Quels types d’investisseurs visez-vous pour ce fonds ?

« Depuis l’annonce du lancement de l’étude de préfiguration, nous avons eu de nombreuses marques d’intérêt de la part de grands investisseurs privés, mais aussi de grandes banques dont les directions régionales sont en capacité de décider, sans compter de grandes entreprises implantées dans la région comme CMA-CGM ou Airbus Helicopters… c’est notamment grâce à ces marques d’intérêts et ces volontés d’engagement que nous sommes confiants sur le fait d’atteindre, voire de dépasser notre objectif initial, qui était de doter ce fonds d’au moins 100 millions d’euros répartis équitablement entre investisseurs privés et publics.
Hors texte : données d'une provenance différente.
// ABOUTME: Main library entry point for the FreeUnitsConverter API server
// ABOUTME: Provides the conversion dispatcher and the HTTP layer around it
//
// SPDX-License-Identifier: MIT OR Apache-2.0
// Copyright (c) 2025 FreeUnitsConverter

#![deny(unsafe_code)]

//! # FreeUnitsConverter API
//!
//! A stateless HTTP service exposing unit-conversion endpoints for length,
//! weight, temperature, time, and volume. Each endpoint takes a numeric
//! value and two unit identifiers and answers with either the converted
//! value or a uniform "not supported" body.
//!
//! ## Architecture
//!
//! - **Converter**: the conversion dispatcher and its static rule table
//! - **Routes**: thin axum handlers that parse query parameters and
//!   serialize dispatcher outcomes
//! - **Middleware**: permissive CORS and request-id propagation
//! - **Config**: environment-driven server configuration
//!
//! ## Example Usage
//!
//! ```rust,no_run
//! use units_converter_server::config::environment::ServerConfig;
//!
//! fn main() -> anyhow::Result<()> {
//!     let config = ServerConfig::from_env()?;
//!     println!("FreeUnitsConverter API configured with port: {}", config.http_port);
//!     Ok(())
//! }
//! ```

/// Environment-driven configuration management
pub mod config;

/// Application constants and unit-conversion factors
pub mod constants;

/// Conversion dispatcher and the static rule table
pub mod converter;

/// Production logging and structured output
pub mod logging;

/// HTTP middleware for CORS and request correlation
pub mod middleware;

/// HTTP routes for the conversion API
pub mod routes;

/// Router assembly and the serve loop
pub mod server;
//! Generic HTTP error responses.
//!
//! Bodies are deliberately minimal: no request path, no reason for an
//! authentication failure, no internal error text. Anything useful for
//! debugging is logged by the caller before the error is returned.

use axum::{
    Json,
    http::StatusCode,
    response::{IntoResponse, Response},
};
use serde_json::json;
use thiserror::Error;

/// Errors that map onto a fixed status code and a generic JSON body.
#[derive(Debug, Error, Clone, Copy, PartialEq, Eq)]
pub enum ApiError {
    /// Missing, malformed or wrong bearer credential
    #[error("Unauthorized")]
    Unauthorized,

    /// No route matched the request
    #[error("Not Found")]
    NotFound,

    /// The path exists but not for this method
    #[error("Method Not Allowed")]
    MethodNotAllowed,

    /// Anything else that went wrong while producing a response
    #[error("Internal server error")]
    Internal,
}

impl ApiError {
    #[must_use]
    pub const fn status(self) -> StatusCode {
        match self {
            Self::Unauthorized => StatusCode::UNAUTHORIZED,
            Self::NotFound => StatusCode::NOT_FOUND,
            Self::MethodNotAllowed => StatusCode::METHOD_NOT_ALLOWED,
            Self::Internal => StatusCode::INTERNAL_SERVER_ERROR,
        }
    }
}

impl IntoResponse for ApiError {
    fn into_response(self) -> Response {
        (self.status(), Json(json!({ "error": self.to_string() }))).into_response()
    }
}

/// Fallback handler for unmatched routes.
pub async fn not_found() -> ApiError {
    ApiError::NotFound
}

/// Fallback handler for known routes hit with an unsupported method.
pub async fn method_not_allowed() -> ApiError {
    ApiError::MethodNotAllowed
}
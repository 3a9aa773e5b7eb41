//! Authenticated health-check relay for the WAF engine
//!
//! Runs an external health-check executable on demand and relays its
//! verdict over HTTP.
//!
//! # Endpoints
//!
//! - **`/health`** - Liveness probe: always `200 {"status":"ok"}`, no auth
//! - **`/engine/v1/health`** - Bearer-authenticated; runs the check and
//!   answers 200 (healthy), 503 (unhealthy or timed out) or 500
//!
//! # Usage
//!
//! ```rust,no_run
//! use std::sync::Arc;
//! use wafaux_auth::{AuthConfig, BearerAuth};
//! use wafaux_health::{HealthConfig, HealthServer, ScriptProbe};
//!
//! # async fn example() -> Result<(), Box<dyn std::error::Error>> {
//! let config = HealthConfig::default();
//! let auth = BearerAuth::from_config(&AuthConfig {
//!     token: Some("secret".to_string()),
//!     allow_unauthenticated: false,
//! })?;
//! let probe = Arc::new(ScriptProbe::from_config(&config));
//! let server = HealthServer::new(&config, auth, probe).await?;
//!
//! // server.serve(shutdown_receiver).await?;
//! # Ok(())
//! # }
//! ```

mod config;
mod error;
mod probe;
mod response;
mod server;

pub use config::HealthConfig;
pub use error::{HealthError, ProbeError};
pub use probe::{HealthProbe, ProbeOutcome, ScriptProbe, UnhealthyReport};
pub use server::{HEALTH_REPORT_PATH, HealthServer, LIVENESS_PATH, router};
//! Startup for the `health-api` and `mock-api` binaries
//!
//! Configuration comes from command-line flags, each of which can also be
//! given through an environment variable. It is read exactly once, turned
//! into immutable config structs and handed to the servers.

pub mod cli;

use std::sync::Arc;

use anyhow::Context;
use tokio::sync::broadcast;
use wafaux_auth::BearerAuth;
use wafaux_common::Signal;
use wafaux_health::{HealthServer, ScriptProbe};
use wafaux_mock::MockServer;

use crate::cli::{HealthApiArgs, MockApiArgs};

/// Run the health relay until `shutdown` fires
///
/// Authentication is resolved before anything is bound, so a missing token
/// stops the process without ever opening a port.
///
/// # Errors
///
/// Returns an error if no token is configured without the explicit opt-in,
/// if binding fails, or if the server fails while running.
pub async fn run_health_api(
    args: &HealthApiArgs,
    shutdown: broadcast::Receiver<Signal>,
) -> anyhow::Result<()> {
    let auth = BearerAuth::from_config(&args.auth_config())
        .context("Refusing to start the health relay")?;

    let config = args.health_config();
    let probe = Arc::new(ScriptProbe::from_config(&config));
    let server = HealthServer::new(&config, auth, probe).await?;

    server.serve(shutdown).await?;
    Ok(())
}

/// Run the mock configuration API until `shutdown` fires
///
/// # Errors
///
/// Returns an error if no token is configured without the explicit opt-in,
/// if the configuration file cannot be seeded, if binding fails, or if the
/// server fails while running.
pub async fn run_mock_api(
    args: &MockApiArgs,
    shutdown: broadcast::Receiver<Signal>,
) -> anyhow::Result<()> {
    let auth =
        BearerAuth::from_config(&args.auth_config()).context("Refusing to start the mock API")?;

    let server = MockServer::new(&args.mock_config(), auth).await?;

    server.serve(shutdown).await?;
    Ok(())
}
Le fonds First est une émanation du centre d’excellence Dhune, qui existe depuis 2014. Qu’a –t-il déjà produit qui pourrait faire l’objet d’un soutien de First dans un avenir proche ?

« Ce centre est né de la volonté de structurer les neurosciences, qui ont connu une phase de décroissance en termes d’investissements au cours de la décennie écoulée, une tendance qui s’est totalement renversée depuis un ou deux ans. Cela nous a notamment permis de faire avancer plusieurs projets importants, notamment d’entre en phase d’essais cliniques avec une nouvelle thérapie génique fondée sur la reconfiguration  d’une protéine pour le traitement d’une maladie neuro-dégénérative. Nous sommes actuellement en essai de phase 1. Nous espérons entamer la phase II d’ici la fin 2019. Sinon, plusieurs de nos scientifiques travaillent sur un projet qui les occupera toute l’année 2019 autour du cannabis et de ses applications thérapeutiques, notamment dans le traitement de la douleur, qui est une donnée très importante de certaines maladies neurologiques comme le parkinson. Nous avons bien sûr beaucoup d’autres projets, dont nous pourrons parler en détail quand ils seront un peu plus avancés. Et que le fonds First existera réellement. » ♦

 

Bonus

Dhune, qu’est-ce que c’est ?

Centre d’excellence pour la recherche, le soin, l’enseignement et la valorisation de ses découvertes en matière de maladies neurodégénératives et de vieillissement, Dhune est une fédération hospitalo-universitaire qui impliMaladies neurodégénératives et vieillissement, une question de fonds 1que Aix-Marseille Université, l’assistance publique – hôpitaux de Marseille, L’Institut national de la santé et de la recherche médicale (Inserm) et le Centre national de la recherche scientifique (CNRS). Il regroupe 5 pôles hospitaliers, compte 34 équipes de recherche qui occupent en permanence plus de 120 chercheurs et s’est associé à trois universités prestigieuses à l’étranger : l’Imperial College de Londres (Royaume-Uni), le Technion d’Haïfa (Israël) et le Neurodegenerative Disorders Network (Inde). Dhune est également l’un des 7 pôles français  labélisés « Centre of Excellence in Neurodegeneration » (CoEN) par l’alliance nationale pour les sciences de la vie et de la santé (Aviesan).

Lancé en 2014 pour une période de 5 ans, le plan de lutte contre les maladies neurodégénératives doit faire prochainement l’objet d’un bilan d’étape et, le cas échéant, d’une seconde phase de 5 ans jusqu’en 2023.